As Rachael works on the case, she begins to suspect that Josh knows who the real killer is, but she is unable to get him to cooperate with his defense. Why won’t he talk to her? What is Josh hiding?
CHAPTER ONE
Rachael Flynn had just laid her two-month-old daughter down for a nap and
had walked back into her living room when the ringing of the telephone
split the early afternoon quiet.
She pushed aside the stack of legal briefs she had been perusing earlier that morning, which were strewn about the coffee table and hiding the cell phone that beckoned her. Rachael mentally reminded herself as she unearthed the phone that maternity leave meant she wasn’t obligated to wade through any of the files. But the polite plea that she stay current with the firm’s caseload while she enjoyed McKenna’s first six months at home had needled her that morning. She had grudgingly succumbed to the call of duty, even though it was a Sunday. She grabbed the phone and sat down on the couch. Her mother’s number blinked back at her on the phone’s tiny screen.
“Hey, Mom.”
“Rachael…” Her mother’s voice on the other end was thick with panic.
“What is it, Mom? What’s wrong?” A sliver of fear pierced the calm. Rachael’s first thought was that something terrible had happened to her father.
“Joshua has…” Her mother’s voice broke away in a sob. Joshua.

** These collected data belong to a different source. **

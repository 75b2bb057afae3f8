use std::io;

pub(crate) trait OrErrno<T>: Sized {
    fn true_or_errno(self, f: impl FnOnce() -> T) -> io::Result<T>;
    #[inline(always)]
    fn true_val_or_errno(self, value: T) -> io::Result<T> { self.true_or_errno(|| value) }
}
impl<B: ToBool, T> OrErrno<T> for B {
    #[inline]
    fn true_or_errno(self, f: impl FnOnce() -> T) -> io::Result<T> {
        if self.to_bool() {
            Ok(f())
        } else {
            Err(io::Error::last_os_error())
        }
    }
}

pub(crate) trait ToBool {
    fn to_bool(self) -> bool;
}
impl ToBool for bool {
    #[inline(always)]
    fn to_bool(self) -> bool { self }
}

/// Whether the error is one of the two kinds that a blocking socket call may spuriously fail
/// with: `EINTR` or `EAGAIN`/`EWOULDBLOCK`.
#[inline]
pub(crate) fn is_transient(e: &io::Error) -> bool {
    matches!(e.kind(), io::ErrorKind::Interrupted | io::ErrorKind::WouldBlock)
}
//! Permission rows held by a set of roles.

use itertools::Itertools;
use serde::{Deserialize, Serialize};
use utoipa::ToSchema;

use crate::permission_match::match_resource;

use super::permission::PermissionRow;
use super::role::Roles;

/// The permission rows a set of roles holds, as returned by the store.
#[derive(Debug, Clone, Default, Serialize, Deserialize, ToSchema, PartialEq, Eq)]
pub struct RolePermissions {
    roles: Roles,
    rows: Vec<PermissionRow>,
}

impl RolePermissions {
    pub fn new(roles: Roles, rows: Vec<PermissionRow>) -> Self {
        RolePermissions { roles, rows }
    }

    pub fn roles(&self) -> &Roles {
        &self.roles
    }

    pub fn rows(&self) -> &[PermissionRow] {
        &self.rows
    }

    pub fn is_empty(&self) -> bool {
        self.rows.is_empty()
    }

    /// Resources named by allowed rows, sorted.
    pub fn resources_by_name(&self) -> Vec<String> {
        self.rows
            .iter()
            .filter(|row| row.is_allowed)
            .map(|row| row.resource.clone())
            .sorted()
            .dedup()
            .collect()
    }

    /// Possessed action patterns that apply to `resource`, sorted.
    ///
    /// Patterns are reported as stored, so `manage` or `*` show up as such
    /// rather than being expanded.
    pub fn actions_for(&self, resource: &str) -> Vec<String> {
        self.rows
            .iter()
            .filter(|row| row.is_allowed && match_resource(resource, &row.resource))
            .map(|row| row.action.clone())
            .sorted()
            .dedup()
            .collect()
    }
}
//! Role names attached to a user.

use std::fmt::{Display, Formatter, Result as FmtResult};

use itertools::Itertools;
use serde::{Deserialize, Serialize};
use utoipa::ToSchema;

/// Role name that bypasses every permission check.
pub const ADMIN_ROLE: &str = "ADMIN";

/// An ordered list of role names.
///
/// Matching is exact: `Roles::new` keeps names as given, so `"admin"` is not
/// the administrator role. Use [`Roles::normalized`] or
/// [`Roles::parse_loose`] at the boundary where role data enters.
#[derive(Debug, Default, Clone, Serialize, Deserialize, ToSchema, PartialEq, Eq, Hash)]
pub struct Roles(Vec<String>);

impl Roles {
    /// Construct a `Roles` list from names, unchanged.
    pub fn new<I, S>(roles: I) -> Self
    where
        I: IntoIterator<Item = S>,
        S: AsRef<str>,
    {
        Roles(roles.into_iter().map(|r| r.as_ref().to_string()).collect())
    }

    /// Trim and uppercase each name, dropping blanks and repeats.
    pub fn normalized<I, S>(roles: I) -> Self
    where
        I: IntoIterator<Item = S>,
        S: AsRef<str>,
    {
        Roles(
            roles
                .into_iter()
                .map(|r| r.as_ref().trim().to_uppercase())
                .filter(|r| !r.is_empty())
                .unique()
                .collect(),
        )
    }

    /// Accept the shapes role data shows up in on user records: a JSON
    /// array (`["guru","kaur"]`), a comma list (`guru, kaur`) or a single
    /// name. The result is normalized.
    pub fn parse_loose(raw: &str) -> Self {
        let raw = raw.trim();
        if raw.starts_with('[') {
            if let Ok(list) = serde_json::from_str::<Vec<String>>(raw) {
                return Roles::normalized(list);
            }
        }

        Roles::normalized(raw.split(',').map(|part| {
            part.trim_matches(|c: char| c.is_whitespace() || matches!(c, '[' | ']' | '"' | '\''))
        }))
    }

    /// Whether any role is exactly [`ADMIN_ROLE`].
    pub fn is_admin(&self) -> bool {
        self.0.iter().any(|r| r == ADMIN_ROLE)
    }

    pub fn as_slice(&self) -> &[String] {
        &self.0
    }

    pub fn iter(&self) -> impl Iterator<Item = &str> {
        self.0.iter().map(String::as_str)
    }

    pub fn is_empty(&self) -> bool {
        self.0.is_empty()
    }

    pub fn len(&self) -> usize {
        self.0.len()
    }
}

impl Display for Roles {
    fn fmt(&self, f: &mut Formatter<'_>) -> FmtResult {
        write!(f, "[{}]", self.0.join(", "))
    }
}

impl<S: AsRef<str>> FromIterator<S> for Roles {
    fn from_iter<T: IntoIterator<Item = S>>(iter: T) -> Self {
        Roles::new(iter)
    }
}

#[cfg(test)]
mod tests {
    use super::*;
    use yare::parameterized;

    #[parameterized(
        json_array = { r#"["guru", "kaur"]"#, &["GURU", "KAUR"] },
        comma_list = { "guru, kaur", &["GURU", "KAUR"] },
        single = { " Guru ", &["GURU"] },
        bracketed_not_json = { "[guru, 'kaur']", &["GURU", "KAUR"] },
        repeated = { "guru,GURU,kaur", &["GURU", "KAUR"] },
        blank = { "  ", &[] },
        empty_entries = { ",guru,,", &["GURU"] },
    )]
    fn test_parse_loose(raw: &str, expected: &[&str]) {
        let roles = Roles::parse_loose(raw);
        assert_eq!(roles.iter().collect::<Vec<_>>(), expected);
    }

    #[test]
    fn test_new_keeps_names_as_given() {
        let roles = Roles::new(["admin", "Guru"]);
        assert_eq!(roles.as_slice(), &["admin".to_string(), "Guru".to_string()]);
        assert!(!roles.is_admin());
    }

    #[test]
    fn test_is_admin_exact_match() {
        assert!(Roles::new(["GURU", "ADMIN"]).is_admin());
        assert!(Roles::normalized(["admin"]).is_admin());
        assert!(!Roles::default().is_admin());
    }

    #[test]
    fn test_roles_display() {
        let roles: Roles = ["GURU", "WALI_KELAS"].into_iter().collect();
        assert_eq!(roles.to_string(), "[GURU, WALI_KELAS]");
        assert_eq!(roles.len(), 2);
    }

    #[test]
    fn test_roles_serialization() {
        let roles = Roles::new(["GURU"]);
        let serialized = serde_json::to_value(&roles).unwrap();
        assert_eq!(serialized, serde_json::json!(["GURU"]));
        let deserialized: Roles = serde_json::from_value(serialized).unwrap();
        assert_eq!(roles, deserialized);
    }
}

Rachael’s younger brother by five years. The missionary to the downtrodden. The hope of the homeless and fatherless. The zealot for social justice. The religious fanatic. The troublemaker.
Joshua was in trouble. Again.
“What has he done, Mom?” Rachael inquired. She didn’t even raise the end of her sentence in the curlicue way a question is spoken. She was tired of hearing the answers.
Her brother, Joshua, was a study in contrasts. A good man, a man of compassion, a man whose credo was easily “first do no harm.” He lived to ease the suffering of the most vulnerable. But he was a man who brazenly took the law into his own hands whenever he perceived it might right an injustice. For all the good he did, he seemed forever in trouble. Joshua had a criminal record in four Minnesota counties for being empathetic to a fault.
My brother is the only decent man I know who knows what it’s like to be in handcuffs, Rachael had said to Trace, her husband, on their first date, when he had asked about her family. She had learned it was best to be up front with people from the get-go when it came to explaining Joshua.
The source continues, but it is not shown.